Promises tailored to an agricultural region
Aware that Niari is farming country, Sassou N’Guesso promised to mechanise agriculture to lift production. The pledge speaks directly to a rural audience whose livelihoods depend on yields, and it anchors his platform in concerns voters here raise daily.
He also said he would continue ongoing development projects, consolidate peace and strengthen social gains. The themes are broad, but in a region attentive to infrastructure they carry weight when paired with concrete commitments rather than slogans alone.
The Congo-Ocean railway in focus
The candidate offered reassurance on work to modernise the Congo-Ocean railway. The line is central to moving goods between the interior and the coast, and its condition shapes how easily producers in the south can reach larger markets.
For an agricultural department, transport is inseparable from production. Promising both farm mechanisation and a working railway addresses two halves of the same problem, and voters in Niari will judge the pledges against what they have seen delivered before.

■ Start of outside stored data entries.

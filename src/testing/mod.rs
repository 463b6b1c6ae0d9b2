//! Testing infrastructure for daybook.
//!
//! Mock collaborators, a wired-up [`Harness`], record builders and
//! timeline assertions, usable from unit tests and from `tests/`.
//!
//! # Example
//!
//! ```rust,ignore
//! use daybook::testing::{Harness, MockRoutineSource, routine};
//!
//! let harness = Harness::new();
//! let aggregator = harness.aggregator(
//!     MockTaskSource::new(),
//!     MockRoutineSource::new().with_routine(routine("stretch", "Stretch", Some("07:30"))),
//!     MockCalendarSource::new(),
//! );
//! ```

pub mod assertions;
pub mod fixtures;
pub mod mocks;

pub use assertions::*;
pub use fixtures::*;
pub use mocks::*;
//! Day-section bucketing.

use chrono::Timelike;
use serde::{Deserialize, Serialize};
use std::collections::BTreeMap;
use std::fmt;

use super::TimelineItem;

/// Display bucket within a day.
#[derive(Debug, Clone, Copy, PartialEq, Eq, Hash, PartialOrd, Ord, Serialize, Deserialize)]
#[serde(rename_all = "snake_case")]
pub enum DaySection {
    AllDay,
    Morning,
    Afternoon,
    Evening,
    Unscheduled,
}

impl DaySection {
    pub const ALL: [DaySection; 5] = [
        DaySection::AllDay,
        DaySection::Morning,
        DaySection::Afternoon,
        DaySection::Evening,
        DaySection::Unscheduled,
    ];

    #[must_use]
    pub fn label(&self) -> &'static str {
        match self {
            DaySection::AllDay => "All day",
            DaySection::Morning => "Morning",
            DaySection::Afternoon => "Afternoon",
            DaySection::Evening => "Evening",
            DaySection::Unscheduled => "Unscheduled",
        }
    }
}

impl fmt::Display for DaySection {
    fn fmt(&self, f: &mut fmt::Formatter<'_>) -> fmt::Result {
        f.write_str(self.label())
    }
}

/// Hours at which the afternoon and evening sections begin.
#[derive(Debug, Clone, Copy, PartialEq, Eq)]
pub struct SectionBounds {
    afternoon_start_hour: u32,
    evening_start_hour: u32,
}

impl Default for SectionBounds {
    fn default() -> Self {
        Self::new(12, 17)
    }
}

impl SectionBounds {
    #[must_use]
    pub fn new(afternoon_start_hour: u32, evening_start_hour: u32) -> Self {
        Self {
            afternoon_start_hour,
            evening_start_hour,
        }
    }

    /// Section for `item`, judged on its (possibly overridden) start.
    #[must_use]
    pub fn section_for(&self, item: &TimelineItem) -> DaySection {
        if item.all_day {
            return DaySection::AllDay;
        }
        match item.start.map(|s| s.hour()) {
            None => DaySection::Unscheduled,
            Some(h) if h < self.afternoon_start_hour => DaySection::Morning,
            Some(h) if h < self.evening_start_hour => DaySection::Afternoon,
            Some(_) => DaySection::Evening,
        }
    }
}

/// Group `items` by section, every section present, each sorted by start
/// then title.
#[must_use]
pub fn bucket(
    items: Vec<TimelineItem>,
    bounds: &SectionBounds,
) -> BTreeMap<DaySection, Vec<TimelineItem>> {
    let mut buckets: BTreeMap<DaySection, Vec<TimelineItem>> =
        DaySection::ALL.iter().map(|s| (*s, Vec::new())).collect();
    for item in items {
        buckets
            .entry(bounds.section_for(&item))
            .or_default()
            .push(item);
    }
    for items in buckets.values_mut() {
        items.sort_by(|a, b| a.start.cmp(&b.start).then_with(|| a.title.cmp(&b.title)));
    }
    buckets
}

#[cfg(test)]
mod tests {
    use super::*;
    use crate::model::{EntityId, InstanceStatus};
    use crate::timeline::ItemRef;
    use chrono::NaiveDateTime;

    fn item(title: &str, start: Option<&str>, all_day: bool) -> TimelineItem {
        TimelineItem {
            item: ItemRef::Routine(EntityId::new(title)),
            title: title.to_string(),
            start: start.map(|s| NaiveDateTime::parse_from_str(s, "%Y-%m-%d %H:%M").unwrap()),
            end: None,
            all_day,
            status: InstanceStatus::Pending,
            instance_id: None,
            assignee: None,
            assignees: Vec::new(),
            time_overridden: false,
            carried_over: false,
        }
    }

    #[test]
    fn test_boundaries() {
        let bounds = SectionBounds::default();
        assert_eq!(
            bounds.section_for(&item("a", Some("2024-01-15 00:00"), false)),
            DaySection::Morning
        );
        assert_eq!(
            bounds.section_for(&item("a", Some("2024-01-15 11:59"), false)),
            DaySection::Morning
        );
        assert_eq!(
            bounds.section_for(&item("a", Some("2024-01-15 12:00"), false)),
            DaySection::Afternoon
        );
        assert_eq!(
            bounds.section_for(&item("a", Some("2024-01-15 17:00"), false)),
            DaySection::Evening
        );
        assert_eq!(
            bounds.section_for(&item("a", None, false)),
            DaySection::Unscheduled
        );
        assert_eq!(
            bounds.section_for(&item("a", Some("2024-01-15 09:00"), true)),
            DaySection::AllDay
        );
    }

    #[test]
    fn test_custom_bounds() {
        let bounds = SectionBounds::new(11, 19);
        assert_eq!(
            bounds.section_for(&item("a", Some("2024-01-15 11:30"), false)),
            DaySection::Afternoon
        );
        assert_eq!(
            bounds.section_for(&item("a", Some("2024-01-15 18:30"), false)),
            DaySection::Afternoon
        );
    }

    #[test]
    fn test_bucket_sorts_within_section() {
        let buckets = bucket(
            vec![
                item("lunch", Some("2024-01-15 12:30"), false),
                item("b-call", Some("2024-01-15 09:00"), false),
                item("a-call", Some("2024-01-15 09:00"), false),
                item("coffee", Some("2024-01-15 07:00"), false),
            ],
            &SectionBounds::default(),
        );
        assert_eq!(buckets.len(), 5);
        let morning: Vec<&str> = buckets[&DaySection::Morning]
            .iter()
            .map(|i| i.title.as_str())
            .collect();
        assert_eq!(morning, vec!["coffee", "a-call", "b-call"]);
        assert_eq!(buckets[&DaySection::Afternoon].len(), 1);
        assert!(buckets[&DaySection::Evening].is_empty());
    }
}
//! Task dependency service.
//!
//! Serves a small HTTP API that owns the task precedence graph: cycle-checked
//! edge creation, soft removal, and chain/eligibility queries.

use anyhow::Result;
use clap::Parser;
use std::fs::OpenOptions;
use std::path::Path;
use std::sync::Arc;
use task_deps::cli::{Cli, Command};
use task_deps::config::Config;
use task_deps::db::Database;
use task_deps::http;
use tracing::{Level, info};
use tracing_subscriber::FmtSubscriber;

#[tokio::main]
async fn main() -> Result<()> {
    let cli = Cli::parse();

    // Initialize logging based on --log option
    let level = if cli.verbose {
        Level::DEBUG
    } else {
        Level::INFO
    };
    match cli.log.as_str() {
        "0" | "off" => {
            // No logging
        }
        "1" | "stdout" => {
            let subscriber = FmtSubscriber::builder()
                .with_max_level(level)
                .with_writer(std::io::stdout)
                .finish();
            tracing::subscriber::set_global_default(subscriber)?;
        }
        "2" | "stderr" => {
            let subscriber = FmtSubscriber::builder()
                .with_max_level(level)
                .with_writer(std::io::stderr)
                .finish();
            tracing::subscriber::set_global_default(subscriber)?;
        }
        filename => {
            // Log to file (append mode)
            let file = OpenOptions::new()
                .create(true)
                .append(true)
                .open(filename)?;
            let subscriber = FmtSubscriber::builder()
                .with_max_level(level)
                .with_writer(file)
                .with_ansi(false)
                .finish();
            tracing::subscriber::set_global_default(subscriber)?;
        }
    }

    let mut config = Config::load(cli.config.as_deref().map(Path::new))?;

    // Override settings from CLI arguments
    if let Some(db_path) = &cli.database {
        config.server.db_path = db_path.into();
    }
    if let Some(port) = cli.port {
        config.server.http_port = port;
    }

    match cli.command {
        Some(Command::Serve) | None => run_server(config).await,
    }
}

/// Run the HTTP API server.
async fn run_server(config: Config) -> Result<()> {
    config.ensure_db_dir()?;

    info!("Starting task dependency service v{}", env!("CARGO_PKG_VERSION"));
    info!("Database: {:?}", config.server.db_path);

    let db = Database::open(&config.server.db_path)?;
    let db = Arc::new(db);

    info!("Database initialized successfully");

    http::serve(db, &config.http_addr()).await
}
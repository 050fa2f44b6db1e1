//! Task dependency service library.
//!
//! Guards a directed precedence graph over tasks: edge creation is validated
//! against cycles, edges are soft-deleted, and chain/eligibility queries are
//! answered from the live edge set.

pub mod cli;
pub mod config;
pub mod db;
pub mod error;
pub mod graph;
pub mod http;
pub mod types;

Beyond Dolisie: a wider sweep
The caravan did not stop in Dolisie alone. It also reached Madingou, in Bouenza, and Sibiti, in the Lekoumou department, extending the candidate’s footprint across neighbouring administrative areas in the same compressed window.
Moving quickly between departments lets a campaign claim breadth as well as depth. Each stop adds a locality to the tally of places visited, reinforcing an image of a candidate present everywhere at once in the opening days.
A ground game built on contact
Beyond the rallies, the campaign team leaned on door-to-door canvassing, field visits, citizen discussions and community mobilisation. The mix suggests a strategy that values direct conversation alongside the spectacle of the larger gatherings.
These quieter methods reach voters the big meetings miss. Citizen discussions and home visits let organisers gauge mood, answer questions and recruit local relays, the people who turn enthusiasm at a rally into ballots on election day.
What the opening days signal
Taken together, the first 48 hours point to a campaign confident in its southern base and eager to convert that confidence into early visible support. The choice to begin in Niari and Bouenza is itself a statement of where the candidate expects strength.
The contest still lies ahead, with voting set for 12 and 15 March. What the early tour shows is method as much as message: large crowds for momentum, targeted promises for substance, and a dense ground operation meant to hold both together (Journal de Brazza).